Un objectif russe constant
Quel crédit donner à ces multiples signaux d'alerte ? "Je pense que les Ukrainiens s'appuient sur leurs services de renseignement, qui sont certainement fiables. Ils travaillent aussi avec les services de renseignement américains", souligne auprès de franceinfo Carole Grimaud, enseignante en géopolitique de la Russie à l'université Paul-Valéry de Montpellier et experte à l'Observatoire géostratégique de Genève. "Ils se préparent depuis des mois à une deuxième attaque depuis la Biélorussie", poursuit auprès de franceinfo Konrad Muzyka, directeur de Rochan Consulting, une société d'analyse dans le domaine militaire. Des événements plus récents sont, à ses yeux, susceptibles d'avoir "déclenché les commentaires" des autorités ukrainiennes sur une nouvelle offensive : le déploiement de forces russes en Biélorussie, mais aussi un renforcement des activités d'entraînement militaire dans ce pays allié, où Vladimir Poutine s'est rendu lundi 19 décembre pour une "visite de travail".
Les chercheurs interrogés par franceinfo soulignent également que l'objectif à long terme du Kremlin, malgré l'échec de sa première offensive vers Kiev il y a près d'un an, reste le même. "Le but premier était de prendre Kiev facilement et de changer le gouvernement [ukrainien]. A mon avis, cela reste l'objectif russe", analyse Carole Grimaud. "Rien n'indique que Poutine ait renoncé à son objectif de contrôler l'Ukraine", a récemment prévenu le secrétaire général de l'Otan, Jens Stoltenberg, dans un entretien à l'AFP.
Les différents revers des forces russes en Ukraine, comme le retrait de Kherson en novembre, ont conduit à "un retour du réel" pour le Kremlin, mais "les objectifs stratégiques restent les mêmes. La leçon que les Ukrainiens ne veulent pas devenir Russes et se battront de toutes leurs forces n'a pas été retenue", poursuit auprès de franceinfo Ulrich Bounat, analyste en relations internationales et auteur de La guerre hybride en Ukraine, quelles perspectives ? (éd. du Cygne, 2016).
"Comme les objectifs politiques sont de faire en sorte que l'Ukraine reste dans le giron de la Russie, il faudra bien à un moment que l'armée russe tente de relancer une offensive."
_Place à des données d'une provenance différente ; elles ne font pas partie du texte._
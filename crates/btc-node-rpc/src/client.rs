use bitcoin::{Block, BlockHash, Transaction, Txid};
use bitcoincore_rpc::json::GetBlockHeaderResult;
use bitcoincore_rpc::{Auth, Client, RpcApi};
use tracing::warn;

use btc_core::error::CoreError;
use btc_core::resolver::{ResolvedOutput, Resolver};
use btc_core::value::btc_to_sat;

use crate::error::NodeRpcError;

/// One resolved output as reported by `getrawtransaction(verbose=true)`.
#[derive(Debug, Clone)]
pub struct RawVoutInfo {
    pub value_sat: i64,
    pub address: Option<String>,
}

/// The parts of a verbose `getrawtransaction` response this crate needs.
#[derive(Debug, Clone)]
pub struct RawTxInfo {
    pub txid: Txid,
    pub vout: Vec<RawVoutInfo>,
}

/// A thin wrapper around a `bitcoincore-rpc` client.
///
/// Implements [`Resolver`] by calling `getrawtransaction(txid, verbose=true)`
/// against a full node, reading `vout[].value` through the raw JSON
/// response (never through `bitcoincore-rpc`'s own `Amount`-via-`f64`
/// deserializer) so the BTC amount is parsed as exact decimal text and
/// handed to the Value codec, never a binary float.
pub struct NodeRpcClient {
    inner: Client,
}

fn call_failed(method: &'static str, source: bitcoincore_rpc::Error) -> NodeRpcError {
    warn!(method, error = %source, "node rpc call failed");
    NodeRpcError::CallFailed { method, source }
}

impl NodeRpcClient {
    pub fn new(url: &str, user: &str, password: &str) -> Result<Self, NodeRpcError> {
        let auth = Auth::UserPass(user.to_string(), password.to_string());
        let inner = Client::new(url, auth).map_err(|e| call_failed("connect", e))?;
        Ok(Self { inner })
    }

    pub fn block_count(&self) -> Result<u64, NodeRpcError> {
        self.inner
            .get_block_count()
            .map_err(|e| call_failed("getblockcount", e))
    }

    pub fn block_hash(&self, height: u64) -> Result<BlockHash, NodeRpcError> {
        self.inner
            .get_block_hash(height)
            .map_err(|e| call_failed("getblockhash", e))
    }

    pub fn block_header(&self, hash: &BlockHash) -> Result<GetBlockHeaderResult, NodeRpcError> {
        self.inner
            .get_block_header_info(hash)
            .map_err(|e| call_failed("getblockheader", e))
    }

    pub fn block(&self, hash: &BlockHash) -> Result<Block, NodeRpcError> {
        self.inner
            .get_block(hash)
            .map_err(|e| call_failed("getblock", e))
    }

    pub fn send_raw_transaction(&self, tx: &Transaction) -> Result<Txid, NodeRpcError> {
        self.inner
            .send_raw_transaction(tx)
            .map_err(|e| call_failed("sendrawtransaction", e))
    }

    /// Fetch and parse a verbose raw transaction, reading its output values
    /// via the exact-decimal path rather than `bitcoincore-rpc`'s typed,
    /// float-based `Amount` deserializer.
    pub fn raw_transaction_verbose(&self, txid: &Txid) -> Result<RawTxInfo, NodeRpcError> {
        let params = [
            serde_json::Value::String(txid.to_string()),
            serde_json::Value::Bool(true),
        ];
        let raw: serde_json::Value =
            self.inner
                .call("getrawtransaction", &params)
                .map_err(|e| call_failed("getrawtransaction", e))?;

        let vout_array = raw.get("vout").and_then(|v| v.as_array()).ok_or_else(|| {
            NodeRpcError::UnexpectedShape {
                method: "getrawtransaction",
                detail: "missing vout array".to_string(),
            }
        })?;

        let vout = vout_array
            .iter()
            .map(|entry| parse_vout_entry(entry))
            .collect::<Result<Vec<_>, NodeRpcError>>()?;

        Ok(RawTxInfo { txid: *txid, vout })
    }
}

fn parse_vout_entry(entry: &serde_json::Value) -> Result<RawVoutInfo, NodeRpcError> {
    let value_text = entry
        .get("value")
        .ok_or_else(|| NodeRpcError::UnexpectedShape {
            method: "getrawtransaction",
            detail: "vout entry missing value".to_string(),
        })?
        .to_string();

    let value_sat = btc_to_sat(&value_text).map_err(|e| NodeRpcError::UnexpectedShape {
        method: "getrawtransaction",
        detail: format!("bad vout value {value_text}: {e}"),
    })?;

    let address = entry.get("scriptPubKey").and_then(|spk| {
        spk.get("address")
            .and_then(|a| a.as_str())
            .or_else(|| {
                spk.get("addresses")
                    .and_then(|a| a.as_array())
                    .and_then(|arr| arr.first())
                    .and_then(|a| a.as_str())
            })
            .map(str::to_string)
    });

    Ok(RawVoutInfo { value_sat, address })
}

impl Resolver for NodeRpcClient {
    fn resolve(&self, txid: Txid, vout: u32) -> Result<ResolvedOutput, CoreError> {
        let info = self
            .raw_transaction_verbose(&txid)
            .map_err(|e| CoreError::PrevTxNotFound(format!("{txid}: {e}")))?;

        let entry = info
            .vout
            .get(vout as usize)
            .ok_or_else(|| CoreError::VoutIndexOutOfRange(format!("{txid}:{vout}")))?;

        let address = entry
            .address
            .clone()
            .ok_or_else(|| CoreError::AddressMissingOnScript(format!("{txid}:{vout}")))?;

        Ok(ResolvedOutput {
            value_sat: entry.value_sat,
            address,
        })
    }
}

#[cfg(test)]
mod tests {
    use super::*;

    #[test]
    fn parse_vout_entry_reads_exact_decimal_value() {
        let entry: serde_json::Value = serde_json::from_str(
            r#"{"value": 0.00011000, "n": 0, "scriptPubKey": {"address": "bc1qw508d6qejxtdg4y5r3zarvary0c5xw7kv8f3t4"}}"#,
        )
        .unwrap();
        let parsed = parse_vout_entry(&entry).unwrap();
        assert_eq!(parsed.value_sat, 11_000);
        assert_eq!(
            parsed.address.as_deref(),
            Some("bc1qw508d6qejxtdg4y5r3zarvary0c5xw7kv8f3t4")
        );
    }

    #[test]
    fn parse_vout_entry_falls_back_to_addresses_array() {
        let entry: serde_json::Value = serde_json::from_str(
            r#"{"value": 1.0, "n": 0, "scriptPubKey": {"addresses": ["1A1zP1eP5QGefi2DMPTfTL5SLmv7DivfNa"]}}"#,
        )
        .unwrap();
        let parsed = parse_vout_entry(&entry).unwrap();
        assert_eq!(parsed.value_sat, 100_000_000);
        assert_eq!(
            parsed.address.as_deref(),
            Some("1A1zP1eP5QGefi2DMPTfTL5SLmv7DivfNa")
        );
    }

    #[test]
    fn parse_vout_entry_missing_address_is_none() {
        let entry: serde_json::Value =
            serde_json::from_str(r#"{"value": 1.0, "n": 0, "scriptPubKey": {}}"#).unwrap();
        let parsed = parse_vout_entry(&entry).unwrap();
        assert!(parsed.address.is_none());
    }
}
use bitcoin::Txid;

use crate::error::CoreError;

/// What a resolver gives back for a previous output: its value and the
/// address that owns it.
#[derive(Debug, Clone, PartialEq, Eq)]
pub struct ResolvedOutput {
    pub value_sat: i64,
    pub address: String,
}

/// A previous output declared by the caller, for offline resolution.
#[derive(Debug, Clone, PartialEq, Eq)]
pub struct DeclaredPrevOutput {
    pub txid: Txid,
    pub vout: u32,
    pub value_sat: i64,
    pub address: String,
}

/// Resolves `(prev_txid, vout)` to the value and address of the output it
/// names.
///
/// This is the sole effectful dependency of the core: the prev-tx lookup
/// that callers otherwise thread as an inline callback is promoted here to
/// a named, injectable capability with two implementations — [`OfflineResolver`]
/// (this crate, pure) and an online one backed by node RPC (a separate
/// crate, since it performs network I/O).
pub trait Resolver {
    fn resolve(&self, txid: Txid, vout: u32) -> Result<ResolvedOutput, CoreError>;
}

/// Resolves previous outputs from a caller-supplied, declared list.
///
/// No network I/O: every value this returns came from the caller up front.
pub struct OfflineResolver {
    declared: Vec<DeclaredPrevOutput>,
}

impl OfflineResolver {
    pub fn new(declared: Vec<DeclaredPrevOutput>) -> Self {
        Self { declared }
    }

    pub fn len(&self) -> usize {
        self.declared.len()
    }

    pub fn is_empty(&self) -> bool {
        self.declared.is_empty()
    }
}

impl Resolver for OfflineResolver {
    fn resolve(&self, txid: Txid, vout: u32) -> Result<ResolvedOutput, CoreError> {
        self.declared
            .iter()
            .find(|d| d.txid == txid && d.vout == vout)
            .map(|d| ResolvedOutput {
                value_sat: d.value_sat,
                address: d.address.clone(),
            })
            .ok_or_else(|| {
                CoreError::PrevTxNotFound(format!("no declared output for {txid}:{vout}"))
            })
    }
}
Ulrich Bounat, analyste géopolitiqueà franceinfo
Si une offensive était effectivement lancée, pourrait-elle intervenir entre janvier et mars, comme le redoute l'armée ukrainienne ? Plusieurs chercheurs joints par franceinfo évoquent la fin de la période de formation des nouveaux soldats engagés auprès des forces russes, soit en janvier ou février. Pour Ulrich Bounat, la nouvelle offensive pourrait avoir lieu à la fin de l'hiver plutôt qu'au début du printemps, où les terres pourraient être davantage boueuses. Selon Carole Grimaud, "il y aura peut-être aussi une tentative d'offensive avant l'acheminement de missiles anti-aériens Patriot" promis par les Etats-Unis. "Ce qui est escompté à cette période, ajoute-t-elle, c'est une fatigue de la résistance civile ukrainienne", après de longs mois d'hiver et des frappes continues sur les infrastructures énergétiques.
Une mobilisation importante... mais suffisante ?
Les hauts gradés ukrainiens soulignent l'importance de la mobilisation en Russie. "L'ennemi ne doit pas être ignoré. Ils ne sont pas faibles... Et ils ont un très grand potentiel en termes de main-d'œuvre", a insisté auprès de The Economist le général Syrsky. "Ils ont un vivier significatif, une force de réserve sous la main", confirme Carole Grimaud.
Néanmoins, cette "main-d'œuvre", et particulièrement les nouvelles recrues, seront-elles suffisamment prêtes pour une offensive d'une telle envergure ? Dans les années 2010, "il y a eu une modernisation et une amélioration de certaines unités, de blindés, de parachutistes... Certaines de ces unités ont été décimées" en Ukraine et "ce ne sont plus des hommes professionnels qui les composent", observe Ulrich Bounat. "Dans les centres d'entraînement pour les mobilisés, les soldats sont moins formés que les troupes russes au début du conflit et ceux qui étaient en Ukraine depuis 2014", poursuit Carole Grimaud.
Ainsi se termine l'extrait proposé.